RECORD EXTRACTS:
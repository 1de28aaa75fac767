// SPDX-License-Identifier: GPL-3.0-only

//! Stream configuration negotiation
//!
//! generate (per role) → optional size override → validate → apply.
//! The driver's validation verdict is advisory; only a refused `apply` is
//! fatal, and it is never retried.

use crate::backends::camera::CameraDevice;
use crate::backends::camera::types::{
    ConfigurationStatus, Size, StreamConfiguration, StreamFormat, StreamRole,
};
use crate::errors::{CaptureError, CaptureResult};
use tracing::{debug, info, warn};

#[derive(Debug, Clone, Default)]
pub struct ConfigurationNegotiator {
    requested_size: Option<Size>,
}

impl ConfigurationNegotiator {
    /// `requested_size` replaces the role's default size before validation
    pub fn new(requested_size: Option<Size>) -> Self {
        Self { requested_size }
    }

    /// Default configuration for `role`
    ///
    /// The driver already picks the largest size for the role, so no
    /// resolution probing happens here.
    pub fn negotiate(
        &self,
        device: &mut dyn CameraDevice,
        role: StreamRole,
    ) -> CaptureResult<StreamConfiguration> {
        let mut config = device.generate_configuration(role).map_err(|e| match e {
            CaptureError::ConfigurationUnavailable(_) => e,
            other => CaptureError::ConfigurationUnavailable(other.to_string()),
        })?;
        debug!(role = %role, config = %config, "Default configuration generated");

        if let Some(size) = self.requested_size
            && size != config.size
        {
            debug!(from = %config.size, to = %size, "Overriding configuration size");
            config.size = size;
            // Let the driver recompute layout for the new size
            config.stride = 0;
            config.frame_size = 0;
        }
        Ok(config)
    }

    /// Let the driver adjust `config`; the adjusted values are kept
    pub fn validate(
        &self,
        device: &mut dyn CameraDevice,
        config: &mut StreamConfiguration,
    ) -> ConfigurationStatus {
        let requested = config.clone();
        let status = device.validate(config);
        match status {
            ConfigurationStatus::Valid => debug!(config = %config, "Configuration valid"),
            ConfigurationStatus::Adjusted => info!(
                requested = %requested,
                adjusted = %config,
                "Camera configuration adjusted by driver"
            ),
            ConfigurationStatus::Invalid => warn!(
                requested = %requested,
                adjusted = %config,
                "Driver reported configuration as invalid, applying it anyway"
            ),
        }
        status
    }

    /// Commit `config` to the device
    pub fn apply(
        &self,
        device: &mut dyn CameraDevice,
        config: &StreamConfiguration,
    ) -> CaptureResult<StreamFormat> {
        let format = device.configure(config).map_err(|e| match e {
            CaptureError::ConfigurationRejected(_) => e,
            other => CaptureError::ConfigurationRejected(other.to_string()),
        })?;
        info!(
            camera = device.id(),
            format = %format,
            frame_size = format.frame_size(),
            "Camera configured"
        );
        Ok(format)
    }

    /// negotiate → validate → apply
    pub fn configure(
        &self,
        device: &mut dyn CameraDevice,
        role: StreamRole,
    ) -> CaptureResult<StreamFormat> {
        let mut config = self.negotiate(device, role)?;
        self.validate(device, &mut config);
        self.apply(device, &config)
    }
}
==
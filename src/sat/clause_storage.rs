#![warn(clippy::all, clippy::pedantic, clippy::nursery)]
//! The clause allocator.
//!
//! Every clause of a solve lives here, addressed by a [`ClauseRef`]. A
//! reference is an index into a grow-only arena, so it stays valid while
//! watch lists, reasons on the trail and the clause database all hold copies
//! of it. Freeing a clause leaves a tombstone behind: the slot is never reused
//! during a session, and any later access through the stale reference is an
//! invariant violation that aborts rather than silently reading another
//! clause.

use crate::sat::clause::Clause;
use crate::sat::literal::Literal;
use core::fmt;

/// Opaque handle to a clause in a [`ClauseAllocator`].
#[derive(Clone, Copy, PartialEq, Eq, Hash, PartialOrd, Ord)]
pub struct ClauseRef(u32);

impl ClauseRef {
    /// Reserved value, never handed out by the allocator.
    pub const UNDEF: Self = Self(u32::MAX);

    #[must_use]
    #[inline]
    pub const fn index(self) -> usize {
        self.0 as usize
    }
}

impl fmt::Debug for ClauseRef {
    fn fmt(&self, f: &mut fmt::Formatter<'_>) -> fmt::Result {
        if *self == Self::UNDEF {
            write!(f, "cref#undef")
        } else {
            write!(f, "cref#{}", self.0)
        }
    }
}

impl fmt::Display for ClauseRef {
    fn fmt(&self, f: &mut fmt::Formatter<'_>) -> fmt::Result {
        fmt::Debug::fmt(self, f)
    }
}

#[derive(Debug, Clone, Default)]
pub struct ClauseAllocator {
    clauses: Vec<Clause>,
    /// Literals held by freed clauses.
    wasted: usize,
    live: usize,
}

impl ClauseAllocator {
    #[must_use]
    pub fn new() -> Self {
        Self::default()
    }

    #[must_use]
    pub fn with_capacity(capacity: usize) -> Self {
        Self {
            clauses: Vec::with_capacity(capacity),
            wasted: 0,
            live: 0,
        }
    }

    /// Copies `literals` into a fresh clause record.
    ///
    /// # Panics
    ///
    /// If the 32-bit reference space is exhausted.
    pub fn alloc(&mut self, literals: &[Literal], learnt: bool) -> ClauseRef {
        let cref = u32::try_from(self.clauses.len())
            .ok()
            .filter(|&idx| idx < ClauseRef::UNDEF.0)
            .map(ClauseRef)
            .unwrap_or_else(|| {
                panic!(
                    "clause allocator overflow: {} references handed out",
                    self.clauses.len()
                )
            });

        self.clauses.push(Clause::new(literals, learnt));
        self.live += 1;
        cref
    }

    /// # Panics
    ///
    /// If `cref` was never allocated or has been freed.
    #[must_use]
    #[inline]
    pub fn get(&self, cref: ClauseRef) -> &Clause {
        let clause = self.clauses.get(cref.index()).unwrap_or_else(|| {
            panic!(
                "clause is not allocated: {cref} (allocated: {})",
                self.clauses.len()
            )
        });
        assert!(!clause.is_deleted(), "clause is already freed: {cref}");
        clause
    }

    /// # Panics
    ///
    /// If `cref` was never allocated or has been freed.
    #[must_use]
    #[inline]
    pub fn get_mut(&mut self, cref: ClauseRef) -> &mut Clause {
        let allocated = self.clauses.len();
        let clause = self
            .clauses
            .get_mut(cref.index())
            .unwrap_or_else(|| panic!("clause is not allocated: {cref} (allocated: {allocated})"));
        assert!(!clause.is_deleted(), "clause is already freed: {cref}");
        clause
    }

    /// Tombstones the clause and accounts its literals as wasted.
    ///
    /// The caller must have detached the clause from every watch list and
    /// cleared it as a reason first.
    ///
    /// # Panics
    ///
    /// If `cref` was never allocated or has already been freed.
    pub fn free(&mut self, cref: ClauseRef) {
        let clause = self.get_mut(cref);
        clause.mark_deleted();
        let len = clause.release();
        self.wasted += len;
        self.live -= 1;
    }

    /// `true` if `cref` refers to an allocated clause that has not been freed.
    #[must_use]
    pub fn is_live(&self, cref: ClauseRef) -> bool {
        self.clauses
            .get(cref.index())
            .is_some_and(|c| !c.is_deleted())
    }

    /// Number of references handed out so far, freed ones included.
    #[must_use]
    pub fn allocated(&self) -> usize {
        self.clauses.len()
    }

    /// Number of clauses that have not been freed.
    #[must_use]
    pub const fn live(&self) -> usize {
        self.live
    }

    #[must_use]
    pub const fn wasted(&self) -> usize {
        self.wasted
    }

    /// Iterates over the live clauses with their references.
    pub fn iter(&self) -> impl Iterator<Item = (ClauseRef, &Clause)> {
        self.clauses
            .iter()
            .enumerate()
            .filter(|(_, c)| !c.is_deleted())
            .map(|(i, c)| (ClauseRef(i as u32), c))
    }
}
---
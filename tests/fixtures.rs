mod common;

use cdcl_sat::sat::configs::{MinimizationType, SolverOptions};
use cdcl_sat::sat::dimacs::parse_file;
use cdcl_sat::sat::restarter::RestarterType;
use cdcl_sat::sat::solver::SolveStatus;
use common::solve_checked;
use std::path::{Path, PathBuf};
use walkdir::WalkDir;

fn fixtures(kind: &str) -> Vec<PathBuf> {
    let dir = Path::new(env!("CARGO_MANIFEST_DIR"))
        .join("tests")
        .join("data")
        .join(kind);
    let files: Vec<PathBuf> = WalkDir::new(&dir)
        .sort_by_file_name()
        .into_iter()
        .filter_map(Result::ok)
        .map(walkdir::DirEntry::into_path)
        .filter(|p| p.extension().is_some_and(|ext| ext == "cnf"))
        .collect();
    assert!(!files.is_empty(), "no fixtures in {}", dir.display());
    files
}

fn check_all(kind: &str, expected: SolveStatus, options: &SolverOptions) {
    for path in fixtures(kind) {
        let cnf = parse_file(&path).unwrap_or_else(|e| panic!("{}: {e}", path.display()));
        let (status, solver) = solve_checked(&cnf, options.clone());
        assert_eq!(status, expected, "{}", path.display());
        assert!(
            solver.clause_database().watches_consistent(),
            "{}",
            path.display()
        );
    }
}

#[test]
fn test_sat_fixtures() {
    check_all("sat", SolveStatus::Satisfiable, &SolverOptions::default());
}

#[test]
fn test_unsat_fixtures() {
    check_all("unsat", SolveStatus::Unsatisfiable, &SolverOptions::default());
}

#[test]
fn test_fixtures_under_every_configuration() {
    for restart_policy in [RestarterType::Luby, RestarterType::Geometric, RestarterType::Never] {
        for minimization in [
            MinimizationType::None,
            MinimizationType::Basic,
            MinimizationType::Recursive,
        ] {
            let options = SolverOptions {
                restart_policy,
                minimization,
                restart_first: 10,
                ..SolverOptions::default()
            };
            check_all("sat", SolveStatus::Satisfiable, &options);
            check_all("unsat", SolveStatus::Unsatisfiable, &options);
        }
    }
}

WHAT TO WORK ON: Determine the number of lines in the data that contain "allocated" as a word or string, and state only that number.

RESPONSE: 8